Extracted records:
*****
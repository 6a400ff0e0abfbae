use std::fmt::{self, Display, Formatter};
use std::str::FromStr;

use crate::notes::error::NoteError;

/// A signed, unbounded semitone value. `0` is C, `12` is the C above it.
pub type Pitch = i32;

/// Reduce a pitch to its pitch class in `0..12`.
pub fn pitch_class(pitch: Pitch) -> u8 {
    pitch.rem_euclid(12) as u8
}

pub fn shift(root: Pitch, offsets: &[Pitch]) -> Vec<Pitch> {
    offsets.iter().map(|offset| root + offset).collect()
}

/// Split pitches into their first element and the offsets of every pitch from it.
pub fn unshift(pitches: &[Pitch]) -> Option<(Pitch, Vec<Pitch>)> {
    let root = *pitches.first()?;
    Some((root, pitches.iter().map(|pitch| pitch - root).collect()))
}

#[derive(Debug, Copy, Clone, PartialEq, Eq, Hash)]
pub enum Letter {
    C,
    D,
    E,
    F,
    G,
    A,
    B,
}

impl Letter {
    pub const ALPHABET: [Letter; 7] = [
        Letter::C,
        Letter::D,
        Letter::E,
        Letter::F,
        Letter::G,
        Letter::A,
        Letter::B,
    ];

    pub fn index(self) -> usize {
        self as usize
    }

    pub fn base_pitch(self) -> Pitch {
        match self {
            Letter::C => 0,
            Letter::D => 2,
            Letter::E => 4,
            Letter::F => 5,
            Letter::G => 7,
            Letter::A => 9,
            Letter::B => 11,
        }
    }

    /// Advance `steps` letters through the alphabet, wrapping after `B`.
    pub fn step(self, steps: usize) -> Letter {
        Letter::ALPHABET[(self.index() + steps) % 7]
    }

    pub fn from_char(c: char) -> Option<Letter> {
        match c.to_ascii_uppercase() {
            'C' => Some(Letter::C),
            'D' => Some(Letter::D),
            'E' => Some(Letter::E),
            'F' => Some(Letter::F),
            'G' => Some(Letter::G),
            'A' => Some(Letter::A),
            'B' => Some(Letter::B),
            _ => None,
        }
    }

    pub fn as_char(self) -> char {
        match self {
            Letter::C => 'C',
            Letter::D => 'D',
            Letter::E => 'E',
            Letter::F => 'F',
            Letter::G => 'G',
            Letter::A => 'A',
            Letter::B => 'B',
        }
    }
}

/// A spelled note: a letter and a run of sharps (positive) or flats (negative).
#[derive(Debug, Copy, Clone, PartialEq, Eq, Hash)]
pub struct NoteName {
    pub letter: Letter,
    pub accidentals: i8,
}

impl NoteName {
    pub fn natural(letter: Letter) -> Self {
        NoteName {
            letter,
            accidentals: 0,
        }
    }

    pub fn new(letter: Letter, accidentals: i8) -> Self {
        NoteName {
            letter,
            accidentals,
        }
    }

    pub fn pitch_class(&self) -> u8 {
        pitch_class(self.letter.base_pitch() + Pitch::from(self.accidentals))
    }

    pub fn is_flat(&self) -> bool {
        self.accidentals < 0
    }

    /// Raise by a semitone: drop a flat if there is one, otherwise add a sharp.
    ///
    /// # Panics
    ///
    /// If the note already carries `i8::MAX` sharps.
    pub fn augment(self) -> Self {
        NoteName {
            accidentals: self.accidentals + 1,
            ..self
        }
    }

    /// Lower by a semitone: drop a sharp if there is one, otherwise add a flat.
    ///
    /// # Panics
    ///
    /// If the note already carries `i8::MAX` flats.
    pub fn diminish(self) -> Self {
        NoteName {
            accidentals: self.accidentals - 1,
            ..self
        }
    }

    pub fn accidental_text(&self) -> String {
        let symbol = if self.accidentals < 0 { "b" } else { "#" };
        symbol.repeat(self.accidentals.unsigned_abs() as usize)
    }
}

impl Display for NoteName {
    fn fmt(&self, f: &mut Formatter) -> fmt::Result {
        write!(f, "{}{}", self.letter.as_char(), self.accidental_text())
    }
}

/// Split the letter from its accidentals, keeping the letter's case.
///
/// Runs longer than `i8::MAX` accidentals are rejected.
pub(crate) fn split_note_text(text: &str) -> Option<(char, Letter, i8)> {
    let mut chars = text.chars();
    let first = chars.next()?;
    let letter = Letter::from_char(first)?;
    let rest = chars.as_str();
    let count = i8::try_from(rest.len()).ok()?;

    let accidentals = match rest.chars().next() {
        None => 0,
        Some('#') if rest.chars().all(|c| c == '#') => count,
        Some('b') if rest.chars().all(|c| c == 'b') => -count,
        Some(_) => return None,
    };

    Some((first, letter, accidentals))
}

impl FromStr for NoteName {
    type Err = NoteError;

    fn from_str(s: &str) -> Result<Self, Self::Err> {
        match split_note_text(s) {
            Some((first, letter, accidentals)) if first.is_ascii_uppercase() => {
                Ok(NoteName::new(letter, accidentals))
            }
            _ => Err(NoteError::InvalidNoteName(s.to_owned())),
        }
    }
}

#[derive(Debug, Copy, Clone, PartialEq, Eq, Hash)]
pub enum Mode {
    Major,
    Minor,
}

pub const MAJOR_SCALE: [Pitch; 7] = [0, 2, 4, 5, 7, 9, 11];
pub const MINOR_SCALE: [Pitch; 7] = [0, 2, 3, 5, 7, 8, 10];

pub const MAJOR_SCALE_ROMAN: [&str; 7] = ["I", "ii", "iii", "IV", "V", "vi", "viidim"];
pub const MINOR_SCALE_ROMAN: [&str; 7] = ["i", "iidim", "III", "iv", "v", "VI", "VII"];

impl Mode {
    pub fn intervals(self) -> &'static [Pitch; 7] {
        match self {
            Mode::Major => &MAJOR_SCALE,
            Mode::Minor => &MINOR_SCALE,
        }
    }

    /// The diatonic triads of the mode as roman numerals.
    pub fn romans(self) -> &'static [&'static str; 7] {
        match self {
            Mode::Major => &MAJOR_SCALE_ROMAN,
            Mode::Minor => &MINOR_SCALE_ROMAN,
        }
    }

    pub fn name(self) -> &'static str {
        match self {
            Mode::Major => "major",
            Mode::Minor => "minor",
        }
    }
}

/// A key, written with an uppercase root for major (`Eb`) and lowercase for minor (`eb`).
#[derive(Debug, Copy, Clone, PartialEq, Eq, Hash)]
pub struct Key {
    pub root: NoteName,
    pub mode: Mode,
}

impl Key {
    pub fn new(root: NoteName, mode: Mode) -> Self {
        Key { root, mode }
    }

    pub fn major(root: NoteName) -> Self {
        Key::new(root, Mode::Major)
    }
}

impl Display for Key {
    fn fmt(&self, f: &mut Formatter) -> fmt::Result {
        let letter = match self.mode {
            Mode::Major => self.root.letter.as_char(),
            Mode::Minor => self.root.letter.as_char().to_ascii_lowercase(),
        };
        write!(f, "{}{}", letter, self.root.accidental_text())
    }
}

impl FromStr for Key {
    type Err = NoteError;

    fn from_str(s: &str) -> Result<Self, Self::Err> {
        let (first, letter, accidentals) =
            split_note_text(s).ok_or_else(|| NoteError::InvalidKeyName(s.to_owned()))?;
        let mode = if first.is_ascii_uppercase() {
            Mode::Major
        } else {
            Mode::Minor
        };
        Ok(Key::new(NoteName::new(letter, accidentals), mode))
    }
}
*****
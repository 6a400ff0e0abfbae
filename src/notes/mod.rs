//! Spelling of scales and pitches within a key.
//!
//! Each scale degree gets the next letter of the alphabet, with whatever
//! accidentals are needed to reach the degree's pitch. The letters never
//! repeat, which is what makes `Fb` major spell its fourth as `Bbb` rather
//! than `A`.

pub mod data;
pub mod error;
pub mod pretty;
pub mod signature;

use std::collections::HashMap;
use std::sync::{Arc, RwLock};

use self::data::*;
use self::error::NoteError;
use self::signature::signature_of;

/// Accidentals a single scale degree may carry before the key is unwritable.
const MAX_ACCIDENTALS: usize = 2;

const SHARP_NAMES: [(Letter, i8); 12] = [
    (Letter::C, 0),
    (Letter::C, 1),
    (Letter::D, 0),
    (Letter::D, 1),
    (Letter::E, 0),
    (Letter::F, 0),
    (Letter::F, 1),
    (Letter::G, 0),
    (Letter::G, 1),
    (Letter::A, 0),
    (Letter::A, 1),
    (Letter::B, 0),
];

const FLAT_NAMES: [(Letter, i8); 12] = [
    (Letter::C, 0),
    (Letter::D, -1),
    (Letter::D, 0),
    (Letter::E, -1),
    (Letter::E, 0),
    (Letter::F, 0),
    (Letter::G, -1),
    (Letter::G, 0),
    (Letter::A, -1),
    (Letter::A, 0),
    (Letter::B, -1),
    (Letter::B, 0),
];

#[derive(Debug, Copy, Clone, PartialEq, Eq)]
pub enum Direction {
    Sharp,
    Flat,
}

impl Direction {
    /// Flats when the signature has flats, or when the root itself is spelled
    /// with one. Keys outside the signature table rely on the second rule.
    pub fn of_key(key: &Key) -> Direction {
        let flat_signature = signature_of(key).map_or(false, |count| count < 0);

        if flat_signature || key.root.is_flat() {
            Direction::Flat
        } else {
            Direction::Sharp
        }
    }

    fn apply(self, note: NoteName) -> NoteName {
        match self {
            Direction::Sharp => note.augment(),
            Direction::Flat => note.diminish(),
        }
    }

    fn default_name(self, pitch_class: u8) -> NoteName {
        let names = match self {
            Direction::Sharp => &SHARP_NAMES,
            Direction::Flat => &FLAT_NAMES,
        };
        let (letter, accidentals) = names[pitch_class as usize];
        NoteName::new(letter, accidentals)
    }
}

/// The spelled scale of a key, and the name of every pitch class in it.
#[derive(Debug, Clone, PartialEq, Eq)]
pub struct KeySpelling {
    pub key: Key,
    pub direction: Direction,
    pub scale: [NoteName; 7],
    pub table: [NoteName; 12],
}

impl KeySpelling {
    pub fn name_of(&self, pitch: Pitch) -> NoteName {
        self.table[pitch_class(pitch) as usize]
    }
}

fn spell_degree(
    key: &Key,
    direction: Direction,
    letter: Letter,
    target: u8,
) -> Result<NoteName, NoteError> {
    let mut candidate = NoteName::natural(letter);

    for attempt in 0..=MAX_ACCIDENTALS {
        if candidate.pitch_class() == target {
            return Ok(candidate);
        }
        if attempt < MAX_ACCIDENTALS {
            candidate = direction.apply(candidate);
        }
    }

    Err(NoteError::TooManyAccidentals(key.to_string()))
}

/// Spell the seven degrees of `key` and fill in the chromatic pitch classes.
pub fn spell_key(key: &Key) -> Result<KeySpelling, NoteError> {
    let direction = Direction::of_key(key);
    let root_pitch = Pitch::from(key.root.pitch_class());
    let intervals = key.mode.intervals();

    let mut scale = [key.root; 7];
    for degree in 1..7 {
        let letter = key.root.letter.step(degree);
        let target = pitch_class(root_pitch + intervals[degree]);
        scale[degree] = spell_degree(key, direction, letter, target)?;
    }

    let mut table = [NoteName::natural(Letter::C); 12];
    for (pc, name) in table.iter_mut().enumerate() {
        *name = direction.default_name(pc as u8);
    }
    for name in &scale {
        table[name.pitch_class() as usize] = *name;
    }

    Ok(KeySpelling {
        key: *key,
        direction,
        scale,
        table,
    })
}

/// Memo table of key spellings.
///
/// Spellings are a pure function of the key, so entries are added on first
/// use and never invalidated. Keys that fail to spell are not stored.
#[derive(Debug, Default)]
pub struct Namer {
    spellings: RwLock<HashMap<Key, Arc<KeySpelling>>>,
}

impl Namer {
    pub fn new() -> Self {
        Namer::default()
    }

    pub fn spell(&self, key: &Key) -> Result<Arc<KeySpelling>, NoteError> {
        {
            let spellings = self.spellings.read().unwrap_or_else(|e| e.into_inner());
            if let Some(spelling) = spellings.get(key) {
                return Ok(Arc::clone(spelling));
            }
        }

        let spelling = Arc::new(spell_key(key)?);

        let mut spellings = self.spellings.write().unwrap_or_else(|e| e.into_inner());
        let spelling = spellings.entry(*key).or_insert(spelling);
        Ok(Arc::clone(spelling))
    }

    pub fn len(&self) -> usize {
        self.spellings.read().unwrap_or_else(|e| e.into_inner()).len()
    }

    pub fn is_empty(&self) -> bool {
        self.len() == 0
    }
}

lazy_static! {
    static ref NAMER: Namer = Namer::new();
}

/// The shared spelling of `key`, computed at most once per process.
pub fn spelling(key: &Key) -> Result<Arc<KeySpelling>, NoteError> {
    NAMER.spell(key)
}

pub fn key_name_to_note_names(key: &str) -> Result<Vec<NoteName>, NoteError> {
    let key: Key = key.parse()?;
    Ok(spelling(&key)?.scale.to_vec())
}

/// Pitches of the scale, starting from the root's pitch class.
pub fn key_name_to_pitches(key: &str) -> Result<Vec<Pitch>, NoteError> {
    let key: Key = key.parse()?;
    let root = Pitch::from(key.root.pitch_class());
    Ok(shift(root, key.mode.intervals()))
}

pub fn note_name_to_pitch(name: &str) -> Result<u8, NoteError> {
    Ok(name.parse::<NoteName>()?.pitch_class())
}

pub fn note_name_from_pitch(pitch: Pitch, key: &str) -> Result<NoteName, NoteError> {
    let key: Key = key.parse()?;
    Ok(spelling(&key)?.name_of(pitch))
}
*****
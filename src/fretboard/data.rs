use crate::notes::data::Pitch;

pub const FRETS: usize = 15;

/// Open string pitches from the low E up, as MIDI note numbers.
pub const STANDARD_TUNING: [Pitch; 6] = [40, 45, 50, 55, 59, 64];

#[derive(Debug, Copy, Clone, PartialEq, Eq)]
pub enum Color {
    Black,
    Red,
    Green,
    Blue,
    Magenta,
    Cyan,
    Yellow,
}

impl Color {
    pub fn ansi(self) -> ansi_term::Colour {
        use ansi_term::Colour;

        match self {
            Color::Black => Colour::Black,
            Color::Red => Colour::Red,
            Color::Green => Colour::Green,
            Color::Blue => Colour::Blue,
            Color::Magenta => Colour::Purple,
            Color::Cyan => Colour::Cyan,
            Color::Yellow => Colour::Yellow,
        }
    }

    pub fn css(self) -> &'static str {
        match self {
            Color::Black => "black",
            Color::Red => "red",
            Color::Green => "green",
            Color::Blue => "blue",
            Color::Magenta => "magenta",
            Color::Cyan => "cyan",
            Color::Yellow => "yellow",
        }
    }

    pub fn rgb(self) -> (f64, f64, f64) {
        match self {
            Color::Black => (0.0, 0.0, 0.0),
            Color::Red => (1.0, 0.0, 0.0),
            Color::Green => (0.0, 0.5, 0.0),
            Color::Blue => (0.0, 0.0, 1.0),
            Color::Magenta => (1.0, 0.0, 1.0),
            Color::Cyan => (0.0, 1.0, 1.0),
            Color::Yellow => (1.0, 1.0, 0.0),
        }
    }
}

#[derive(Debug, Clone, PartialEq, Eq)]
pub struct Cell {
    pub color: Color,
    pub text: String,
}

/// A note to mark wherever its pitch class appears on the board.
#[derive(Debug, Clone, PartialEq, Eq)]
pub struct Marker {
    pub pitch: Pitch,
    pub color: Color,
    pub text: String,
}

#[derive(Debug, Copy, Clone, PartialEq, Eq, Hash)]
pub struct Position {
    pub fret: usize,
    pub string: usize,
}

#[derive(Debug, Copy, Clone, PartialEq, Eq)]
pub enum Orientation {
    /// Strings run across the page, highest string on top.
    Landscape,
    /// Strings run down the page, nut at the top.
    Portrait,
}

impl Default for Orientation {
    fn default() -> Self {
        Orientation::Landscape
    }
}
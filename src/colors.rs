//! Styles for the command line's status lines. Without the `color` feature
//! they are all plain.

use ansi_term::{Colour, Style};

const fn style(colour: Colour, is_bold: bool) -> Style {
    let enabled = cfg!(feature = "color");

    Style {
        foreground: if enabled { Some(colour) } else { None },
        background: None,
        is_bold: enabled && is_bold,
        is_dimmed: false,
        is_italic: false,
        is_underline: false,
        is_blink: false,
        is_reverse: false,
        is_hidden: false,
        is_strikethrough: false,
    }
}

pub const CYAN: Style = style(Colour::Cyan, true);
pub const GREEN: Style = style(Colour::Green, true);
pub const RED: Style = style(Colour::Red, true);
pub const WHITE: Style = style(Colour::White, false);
*****
The expected answer is a copy of each line in the records that holds the word "diminish".

_Solution for this task_:
    pub fn diminish(self) -> Self {
            Direction::Flat => note.diminish(),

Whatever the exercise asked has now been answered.